The soul food of the local people in Kagawa is Sanuki udon. Popular Sanuki udon shops often have customers lined up to taste the most popular udon noodle in Japan. The thick white noodles have a silky texture and a distinct firmness, and are often complemented by a light brown soup with iriko (dried young sardines) broth. Sanuki udon boasts a wide variety of menu items and a range of serving styles in different types of eateries. Below, we present five tips to help you enjoy the local Kagawa specialty.
1. BEST RECOMMENDED MENUS
There are numerous unique styles of Sanuki udon including simple menus like hot kake-udon, cold zaru-udon, as well as noodles topped with curry and tempura. Each udon eatery has different menus and specialties – why not try the popular ones recommended by each shop?
【TYPICAL SANUKI UDON MENUS】
Kake-udon: hot udon noodles served in hot soup
Zaru-udon: cold udon noodles served with dipping sauce
Bukkake-udon: udon noodles served with a thicker, smaller amount of broth soup (hot/cold)
Shoyu-udon: udon simply seasoned with soy sauce (hot/cold)
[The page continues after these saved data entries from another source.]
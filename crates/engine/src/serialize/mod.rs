//! Serialization core
//!
//! Maps between the stored record shapes and the API representation:
//!
//! - [`control`]: survey `control` mapping ↔ Control-type records
//! - [`reshape`]: flat API fields ↔ nested data blobs
//! - [`survey`], [`data`]: per-resource serializers built on the two above
//! - [`routes`], [`context`]: link construction and request parameters

pub mod context;
pub mod control;
pub mod data;
pub mod reshape;
pub mod routes;
pub mod survey;

pub use context::{RequestContext, NAME_PARAM, SURVEY_PARAM};
pub use control::{ControlMap, ControlProjection, ControlUpdate};
pub use data::{QuestionDataSerializer, SurveyDataSerializer};
pub use reshape::{FieldReshaper, ValidatedRecord};
pub use routes::{encode_name, ApiRoutes, Routes};
pub use survey::{SurveyInput, SurveySerializer};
Kamatama: steaming hot udon noodles topped with raw egg and soy sauce
Udon with curry: udon noodles served with light flavored curry cooked in a soup broth
2. CHOOSE HOT OR COLD FOR NOODLES AND SOUP
While you can choose your udon served hot or cold, some menus also offer a choice of serving temperatures for noodles and soup, respectively. For example, you can choose cold noodles with hot soup, hot noodles with hot soup, cold noodles with cold soup and so forth. Udon menus allow for a range of choices so that you can eat them however you prefer, depending on the season. It is nice to have cold udon in summer and hot udon during winter. Serving temperature options are often indicated on the menu.
3. CHOOSE THE SERVING AMOUNT
Once you have made your decision from the menu, choose your serving amount. “Small” is a single serving and is often called hito-tama (one serving of noodles) in Japanese. However, there is no standard amount for hito-tama and the actual amount often differs from one eatery to the next. Nonetheless, “small” is less food and often easily finished by women. “Medium” is one and a half servings and “large” is two-to-three servings. It may be better to choose “small” if you are planning to go to several restaurants.
4. FOLLOW THE ORDERING PROCEDURE IN SELF-SERVICE RESTAURANTS
At udon restaurants the staff generally comes to your table to take your order and the menu often helpfully includes photos of each item. In self-service eateries you need to be somewhat cautious when ordering, for the rules here are completely different. Upon entering such a restaurant, the first thing you need to do is to pick up a tray and decide which udon you want to order. You will then let the kitchen staff how you like your udon cooked and receive a bowl. Then select from side dishes on the counter, including freshly cooked tempura, rice balls and oden, and pay for them at a register. Fill your bowl with soup at a soup counter if it has not yet been served and add toppings like chopped green onions and deep-fried tempura batter. Finally, find your table and enjoy your udon! Be sure to bring the empty bowls back to the return window before you leave.
5. TRY ODEN, A PERFECT SIDE DISH TO GO WITH UDON
While many Japanese people think of winter when it comes to eating oden, this is not the case for people who live in Kagawa. Eaten as an appetizer, oden is a popular side dish available throughout the year at any udon restaurant in Kagawa. Typical oden ingredients include Japanese radish, konjac food, boiled egg and beefare all slowly cooked with udon broth soup. As for the oden dish, customers are often asked to help themselves pay for what they ate once they have finished their meal, even in udon restaurants with table-service.
Don’t leave Kagawa without tasting what may be the best udon in Japan!